So8res comments on Related Discussion from Thomas Kwa’s MIRI Research Experience

So8res 6 Oct 2023 17:50 UTC
22 points
12
On the facts: I’m pretty sure I took Vivek aside and gave a big list of reasons why I thought working with me might suck, and listed that there are cases where I get real frustrated as one of them. (Not sure whether you count him as “recent”.)

My recollection is that he probed a little and was like “I’m not too worried about that” and didn’t probe further. My recollection is also that he was correct in this; the issues I had working with Vivek’s team were not based in the same failure mode I had with you; I don’t recall instances of me getting frustrated and bulldozey (though I suppose I could have forgotten them).

(Perhaps that’s an important point? I could imagine being significantly more worried about my behavior here if you thought that most of my convos with Vivek’s team were like most of my convos with you. I think if an onlooker was describing my convo with you they’d be like “Nate was visibly flustered, visibly frustrated, had a raised voice, and was being mean in various of his replies.” I think if an onlooker was describing my convos with Vivek’s team they’d be like “he seemed sad and pained, was talking quietly and as if choosing the right words was a struggle, and would often talk about seemingly-unrelated subjects or talk in annoying parables, while giving off a sense that he didn’t really expect any of this to work”. I think that both can suck! And both are related by a common root of “Nate conversed while having strong emotions”. But, on the object level, I think I was in fact avoiding the errors I made in conversation with you, in conversation with them.)
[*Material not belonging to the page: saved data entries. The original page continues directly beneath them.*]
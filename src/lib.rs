//! prime-hashtable: a single-threaded map from byte strings to values,
//! using separate chaining and a curated sequence of prime bucket counts.
//!
//! Internal Design:
//!
//! Summary
//! - Goal: a chained hash table whose sizing and rehash rules are small
//!   enough to state precisely and check in tests.
//! - Layers:
//!   - `murmur`: MurmurHash2 (32-bit) over raw key bytes, fixed seed by
//!     default.
//!   - `primes`: the 30 listed bucket counts and the next/previous lookups.
//!   - `table`: `HashTable<V>`, chains of entries linked by arena keys.
//!   - `rehash`: `expand` and `resize_to_fit`, which rebuild the bucket
//!     array at a new listed size.
//!
//! Storage
//! - Entries live in a `SlotMap`; each owns its key bytes, its value, its
//!   cached hash and the key of the next entry in its chain. Buckets hold
//!   only the key of their chain head.
//! - New entries are linked at the chain head. Chain order and iteration
//!   order are unspecified.
//! - `used` is the arena length, so it always equals the number of entries
//!   reachable through the chains.
//!
//! Sizing
//! - The bucket count is always a listed prime. Requests above the largest
//!   one clamp to it, and the table never grows past it.
//! - Inserting a new key that leaves `used / size` above the threshold
//!   (70% by default) grows the table to the next listed prime before
//!   `set` returns. Growth failure does not fail the insert.
//! - `resize_to_fit` shrinks to `next_prime(used * 2)`, keeping the load
//!   below 50%.
//!
//! Failure model
//! - Key buffers and bucket arrays are allocated with `try_reserve_exact`
//!   and report `Error::Alloc` instead of aborting; the table is unchanged.
//! - A rehash allocates the new bucket array before touching any entry and
//!   then only relinks arena keys, so it either completes or leaves the
//!   table exactly as it was.
//! - Missing keys are `None`/`false`, never errors. Rehash refusals are
//!   `RehashError` values the caller may ignore.
//!
//! Notes and non-goals
//! - Single-threaded: no internal locking. Share behind a lock or keep the
//!   table on one thread.
//! - No persistence and no ordering guarantees.
//!
//! ```rust
//! use prime_hashtable::HashTable;
//!
//! let mut table = HashTable::new(7).unwrap();
//! assert_eq!(table.size(), 11);
//!
//! table.set("kkey", "vvalue").unwrap();
//! assert_eq!(table.get("kkey"), Some(&"vvalue"));
//!
//! assert!(table.delete("kkey"));
//! assert_eq!(table.get("kkey"), None);
//! ```

mod config;
mod error;
pub mod murmur;
pub mod primes;
mod rehash;
mod table;
mod table_proptest;

// Public surface
pub use config::{Config, DEFAULT_CAPACITY, DEFAULT_EXPAND_THRESHOLD};
pub use error::{Error, RehashError, Result};
pub use table::{HashTable, Iter, IterMut};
As to the issue of not passing on my “working with Nate can suck” notes, I think there are a handful of things going on here, including the context here and, more relevantly, the fact that sharing notes just didn’t seem to do all that much in practice.

I could say more about that; the short version is that I think “have the conversation while they’re standing, and I’m lying on the floor and wearing a funny hat” seems to work empirically better, and...

hmm, I think part of the issue here is that I was thinking like “sharing warnings and notes is a hypothesis, to test among other hypotheses like lying on the floor and wearing a funny hat; I’ll try various hypotheses out and keep doing what seems to work”, whereas (I suspect) you’re more like “regardless of what makes the conversations go visibly better, you are obligated to issue warnings, as is an important part of emotionally-bracing your conversation partners; this is socially important if it doesn’t seem to change the conversation outcomes”.

I think I’d be more compelled by this argument if I was having ongoing issues with bulldozing (in the sense of the convo we had), as opposed to my current issue where some people report distress when I talk with them while having emotions like despair/hoplessness.

I think I’d also be more compelled by this argument if I was more sold on warnings being the sort of thing that works in practice.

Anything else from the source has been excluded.